I caught my breath as a stab of pain went down the side of my stomach. A familiar dull ache spread down my back.

My step faltered, and Alan paused to ask, ‘Something the matter?’

‘No. Nothing much. Just a little spasm. It will go.’ I clutched one arm across my waist, to try to contain a second wave of pain.

‘You look awfully white.’

‘No. It will go,’ I reassured him, and moved forward again, pressed by the crowd behind me hastening to work.

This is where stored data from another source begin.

//! Entity module - Contains all SeaORM entity definitions for the database.
//! These entities represent the database tables and their relationships.
//! Each entity has a Model struct for data and an Entity struct for operations.

pub mod area;
pub mod booking;
pub mod property;

// Re-export specific types to avoid conflicts
pub use area::{Column as AreaColumn, Entity as Area, Model as AreaModel};
pub use booking::{
    BookingStatus, Column as BookingColumn, Entity as Booking, Model as BookingModel,
};
pub use property::{
    Column as PropertyColumn, Entity as Property, Model as PropertyModel, PropertyType,
};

Alan must have been aware that each month I was seized by terrible, clawing pain lasting some eight to twelve hours. It was impossible to hide it, because I would faint from time to time. Yet I could not bring myself to tell him what the trouble was. Our National Health Insurance doctor assured me that it would disappear when I married, which was not much comfort to a born spinster. He never examined me. I took aspirin in large quantities. Mother bought me ground ginger to take in hot water and, if the pain struck while I was at home, I had the use of Edward’s hot water bottle to hug. Nothing helped much. I wondered how I would ever crawl through the day’s work. I had no sanitary towel with me to use, and no money to buy one. We used bits of old cotton cloth which we washed over and over again.

I did not consider returning home. People who missed too many days of work tended to be dismissed at the first excuse, and I had lost a lot of days through illness already. If I fainted in the office it would be all right. Women frequently fainted from overwork, lack of food and all kinds of untreated illnesses.

I felt a stab of another kind as we moved slowly onward. The pin holding up my panties had opened and scratched me, and in seconds they slid down my legs and lay round my ankles. Alan giggled, as did one or two passers-by.

Proud as hell, I felt so humiliated that I started to cry quietly, as I stepped out of them. It was not the loss of the panties that bothered me; it was their grey raggedness. They were tattered beyond repair, elasticless, patched on patches, in a world where a good pair could be bought for sixpence – and they were already stained. I did not know how to endure the look of disgust on the face of one nicely dressed woman who stepped round me. I wanted to scream at her that it was not my fault that I was not clean.

‘Pick them up quick and put them in your bag,’ said Alan, a grin on his face.

I did so, hastily cramming them down into the old-fashioned handbag, and we moved on quickly. Alan produced a hanky and I surreptitiously wiped my eyes. The pain was coming in low-level, steady waves.

‘Thanks,’ I murmured, as I handed it back to him. The handkerchief was grey from poor washing. Sometimes it seemed as if we lived in a world which was made up entirely of shades of grey and black.

We came to the corner of Whitechapel and Church Street. Here our ways parted.

‘All right?’ Alan asked.

I hesitated for a second, wondering if he could lend me three-halfpence for a tram ride home. Fear of piling up more absences than my employer would tolerate made me say, ‘Yes, thanks. ’Bye.’

I shuffled up to the office. What was I going to do? I would have to ask one of the girls for help. Would they again think me to be a disgusting object, lacking even basic common sense to provide myself with ordinary sanitary requirements?

Filled with consternation, beside myself with pain, I climbed the six flights of stone steps to the cloakroom on the top floor.